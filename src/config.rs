//! Server and client configuration
//!
//! Both sides are configured explicitly; there is no process-wide default
//! client. Defaults can be overridden from `WS_RELAY_*` environment
//! variables and then from the command line.

use std::env;
use std::net::SocketAddr;
use std::str::FromStr;
use std::time::Duration;

use crate::error::AppError;

/// Default server bind address
pub const DEFAULT_LISTEN: &str = "127.0.0.1:3001";

/// Default WebSocket endpoint path
pub const DEFAULT_PATH: &str = "/ws";

/// Default client target URL
pub const DEFAULT_URL: &str = "ws://127.0.0.1:3001/ws";

/// Per-connection outbound buffer (router → writer task)
pub const CONNECTION_BUFFER_SIZE: usize = 32;

/// Router command channel buffer
pub const COMMAND_BUFFER_SIZE: usize = 256;

/// Base reconnect delay
pub const BASE_DELAY: Duration = Duration::from_millis(1000);

/// Upper bound of the exponential part of the reconnect delay
pub const CAP_DELAY: Duration = Duration::from_millis(30_000);

/// Upper bound (exclusive) of the random jitter added to each delay
pub const JITTER_MAX: Duration = Duration::from_millis(300);

/// Consecutive failures tolerated before giving up
pub const MAX_ATTEMPTS: u32 = 10;

/// Server configuration
#[derive(Debug, Clone)]
pub struct ServerConfig {
    /// Socket address to bind
    pub listen: SocketAddr,
    /// Path the WebSocket handshake must target
    pub path: String,
    /// Outbound buffer per connection
    pub connection_buffer: usize,
    /// Router command channel buffer
    pub command_buffer: usize,
}

impl Default for ServerConfig {
    fn default() -> Self {
        Self {
            listen: SocketAddr::from(([127, 0, 0, 1], 3001)),
            path: DEFAULT_PATH.to_string(),
            connection_buffer: CONNECTION_BUFFER_SIZE,
            command_buffer: COMMAND_BUFFER_SIZE,
        }
    }
}

impl ServerConfig {
    /// Defaults with `WS_RELAY_LISTEN` / `WS_RELAY_PATH` applied
    pub fn from_env() -> Result<Self, AppError> {
        let mut config = Self::default();
        if let Some(listen) = env_override("WS_RELAY_LISTEN")? {
            config.listen = listen;
        }
        if let Some(path) = env_override::<String>("WS_RELAY_PATH")? {
            config = config.with_path(path);
        }
        Ok(config)
    }

    pub fn with_listen(mut self, listen: SocketAddr) -> Self {
        self.listen = listen;
        self
    }

    /// Set the endpoint path (a leading `/` is added if missing)
    pub fn with_path(mut self, path: impl Into<String>) -> Self {
        let path = path.into();
        self.path = if path.starts_with('/') {
            path
        } else {
            format!("/{}", path)
        };
        self
    }

    pub fn with_connection_buffer(mut self, size: usize) -> Self {
        self.connection_buffer = size.max(1);
        self
    }

    pub fn with_command_buffer(mut self, size: usize) -> Self {
        self.command_buffer = size.max(1);
        self
    }

    /// Reject settings the runtime cannot start with
    pub fn validate(&self) -> Result<(), AppError> {
        if self.connection_buffer == 0 {
            return Err(AppError::Config(
                "connection_buffer must be at least 1".to_string(),
            ));
        }
        if self.command_buffer == 0 {
            return Err(AppError::Config(
                "command_buffer must be at least 1".to_string(),
            ));
        }
        Ok(())
    }
}

/// Reconnecting client configuration
#[derive(Debug, Clone)]
pub struct ClientConfig {
    /// WebSocket URL to connect to
    pub url: String,
    /// Base delay for exponential backoff
    pub base_delay: Duration,
    /// Cap on the exponential part of the delay
    pub cap_delay: Duration,
    /// Exclusive upper bound of the random jitter
    pub jitter_max: Duration,
    /// Consecutive failures tolerated before giving up
    pub max_attempts: u32,
}

impl Default for ClientConfig {
    fn default() -> Self {
        Self {
            url: DEFAULT_URL.to_string(),
            base_delay: BASE_DELAY,
            cap_delay: CAP_DELAY,
            jitter_max: JITTER_MAX,
            max_attempts: MAX_ATTEMPTS,
        }
    }
}

impl ClientConfig {
    /// Default backoff settings targeting `url`
    pub fn new(url: impl Into<String>) -> Self {
        Self {
            url: url.into(),
            ..Self::default()
        }
    }

    /// Defaults with `WS_RELAY_URL` / `WS_RELAY_MAX_ATTEMPTS` applied
    pub fn from_env() -> Result<Self, AppError> {
        let mut config = Self::default();
        if let Some(url) = env_override("WS_RELAY_URL")? {
            config.url = url;
        }
        if let Some(max) = env_override("WS_RELAY_MAX_ATTEMPTS")? {
            config.max_attempts = max;
        }
        Ok(config)
    }

    pub fn with_url(mut self, url: impl Into<String>) -> Self {
        self.url = url.into();
        self
    }

    pub fn with_base_delay(mut self, delay: Duration) -> Self {
        self.base_delay = delay;
        self
    }

    pub fn with_cap_delay(mut self, delay: Duration) -> Self {
        self.cap_delay = delay;
        self
    }

    pub fn with_jitter_max(mut self, jitter: Duration) -> Self {
        self.jitter_max = jitter;
        self
    }

    pub fn with_max_attempts(mut self, max: u32) -> Self {
        self.max_attempts = max;
        self
    }
}

/// Read and parse an environment variable, `None` when unset
fn env_override<T>(key: &str) -> Result<Option<T>, AppError>
where
    T: FromStr,
    T::Err: std::fmt::Display,
{
    match env::var(key) {
        Ok(raw) => raw
            .trim()
            .parse()
            .map(Some)
            .map_err(|e| AppError::Config(format!("{}={:?}: {}", key, raw, e))),
        Err(env::VarError::NotPresent) => Ok(None),
        Err(e) => Err(AppError::Config(format!("{}: {}", key, e))),
    }
}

=== Assignment ===
Wherever the word "exponential" appears in the data, return the whole line.

=== Answer area ===
/// Upper bound of the exponential part of the reconnect delay
    /// Base delay for exponential backoff
    /// Cap on the exponential part of the delay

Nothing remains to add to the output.